───── Provided data

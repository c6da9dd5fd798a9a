//! Continuation pay for verified sick departures.
//!
//! An hourly employee who leaves early because of illness, and whose medical
//! certificate has been verified, is paid through to the scheduled shift end.
//! Without a verified certificate the shortfall stays unpaid.

use chrono::NaiveDateTime;
use rust_decimal::Decimal;
use serde::{Deserialize, Serialize};

use crate::calculation::{EffectiveWindow, IntervalWageInput, calculate_interval_wage_into};
use crate::models::{AttendanceRecord, AttendanceStatus, DayWageResult, Employee};

/// What continuation pay added to a day.
#[derive(Debug, Clone, PartialEq, Eq, Serialize, Deserialize)]
pub struct ContinuationOutcome {
    /// Where the continuation starts (the actual departure).
    pub from: NaiveDateTime,
    /// Where it ends (the scheduled shift end).
    pub to: NaiveDateTime,
    /// Hours added to the day.
    pub added_hours: Decimal,
    /// Pay added to the day.
    pub added_wage: Decimal,
}

/// Returns true if the reason text mentions any illness keyword as a whole word.
///
/// # Example
///
/// ```
/// use wage_engine::calculation::indicates_illness;
///
/// let keywords = vec!["sick".to_string(), "ill".to_string()];
/// assert!(indicates_illness("Felt ILL after lunch", &keywords));
/// assert!(!indicates_illness("Will return tomorrow", &keywords));
/// ```
pub fn indicates_illness(reason: &str, keywords: &[String]) -> bool {
    reason
        .split(|c: char| !c.is_alphanumeric())
        .filter(|word| !word.is_empty())
        .any(|word| {
            keywords
                .iter()
                .any(|keyword| keyword.eq_ignore_ascii_case(word))
        })
}

/// Checks every precondition for continuation pay except the time gap itself.
pub fn qualifies_for_continuation(
    employee: &Employee,
    record: &AttendanceRecord,
    illness_keywords: &[String],
) -> bool {
    employee.is_hourly()
        && record.status == AttendanceStatus::LeaveEarly
        && record
            .reason
            .as_deref()
            .is_some_and(|reason| indicates_illness(reason, illness_keywords))
        && record.has_verified_certificate()
}

/// Pays the gap between the actual departure and the scheduled shift end.
///
/// `input` carries the day's rate, shift, holiday flag and settings; its start
/// and end are replaced by the gap. The gap is added onto `result`. Returns
/// `None` when the window already reaches the shift end or is still open.
pub fn apply_sick_continuation(
    result: &mut DayWageResult,
    window: &EffectiveWindow,
    input: &IntervalWageInput<'_>,
) -> Option<ContinuationOutcome> {
    if window.is_provisional {
        return None;
    }

    let (_, shift_end) = input.shift.anchored(input.anchor_date);
    if window.end >= shift_end {
        return None;
    }

    let gap = IntervalWageInput {
        start: window.end,
        end: shift_end,
        ..*input
    };

    let hours_before = result.total_hours;
    let wage_before = result.total_wage;
    calculate_interval_wage_into(result, &gap, true);

    Some(ContinuationOutcome {
        from: window.end,
        to: shift_end,
        added_hours: result.total_hours - hours_before,
        added_wage: result.total_wage - wage_before,
    })
}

──────────

Work required:
Could you print the material above once more, exactly as it stands?

Answer section:
repository c6da9dd5fd798a9a
//! Continuation pay for verified sick departures.
//!
//! An hourly employee who leaves early because of illness, and whose medical
//! certificate has been verified, is paid through to the scheduled shift end.
//! Without a verified certificate the shortfall stays unpaid.

use chrono::NaiveDateTime;
use rust_decimal::Decimal;
use serde::{Deserialize, Serialize};

use crate::calculation::{EffectiveWindow, IntervalWageInput, calculate_interval_wage_into};
use crate::models::{AttendanceRecord, AttendanceStatus, DayWageResult, Employee};

/// What continuation pay added to a day.
#[derive(Debug, Clone, PartialEq, Eq, Serialize, Deserialize)]
pub struct ContinuationOutcome {
    /// Where the continuation starts (the actual departure).
    pub from: NaiveDateTime,
    /// Where it ends (the scheduled shift end).
    pub to: NaiveDateTime,
    /// Hours added to the day.
    pub added_hours: Decimal,
    /// Pay added to the day.
    pub added_wage: Decimal,
}

/// Returns true if the reason text mentions any illness keyword as a whole word.
///
/// # Example
///
/// ```
/// use wage_engine::calculation::indicates_illness;
///
/// let keywords = vec!["sick".to_string(), "ill".to_string()];
/// assert!(indicates_illness("Felt ILL after lunch", &keywords));
/// assert!(!indicates_illness("Will return tomorrow", &keywords));
/// ```
pub fn indicates_illness(reason: &str, keywords: &[String]) -> bool {
    reason
        .split(|c: char| !c.is_alphanumeric())
        .filter(|word| !word.is_empty())
        .any(|word| {
            keywords
                .iter()
                .any(|keyword| keyword.eq_ignore_ascii_case(word))
        })
}

/// Checks every precondition for continuation pay except the time gap itself.
pub fn qualifies_for_continuation(
    employee: &Employee,
    record: &AttendanceRecord,
    illness_keywords: &[String],
) -> bool {
    employee.is_hourly()
        && record.status == AttendanceStatus::LeaveEarly
        && record
            .reason
            .as_deref()
            .is_some_and(|reason| indicates_illness(reason, illness_keywords))
        && record.has_verified_certificate()
}

/// Pays the gap between the actual departure and the scheduled shift end.
///
/// `input` carries the day's rate, shift, holiday flag and settings; its start
/// and end are replaced by the gap. The gap is added onto `result`. Returns
/// `None` when the window already reaches the shift end or is still open.
pub fn apply_sick_continuation(
    result: &mut DayWageResult,
    window: &EffectiveWindow,
    input: &IntervalWageInput<'_>,
) -> Option<ContinuationOutcome> {
    if window.is_provisional {
        return None;
    }

    let (_, shift_end) = input.shift.anchored(input.anchor_date);
    if window.end >= shift_end {
        return None;
    }

    let gap = IntervalWageInput {
        start: window.end,
        end: shift_end,
        ..*input
    };

    let hours_before = result.total_hours;
    let wage_before = result.total_wage;
    calculate_interval_wage_into(result, &gap, true);

    Some(ContinuationOutcome {
        from: window.end,
        to: shift_end,
        added_hours: result.total_hours - hours_before,
        added_wage: result.total_wage - wage_before,
    })
}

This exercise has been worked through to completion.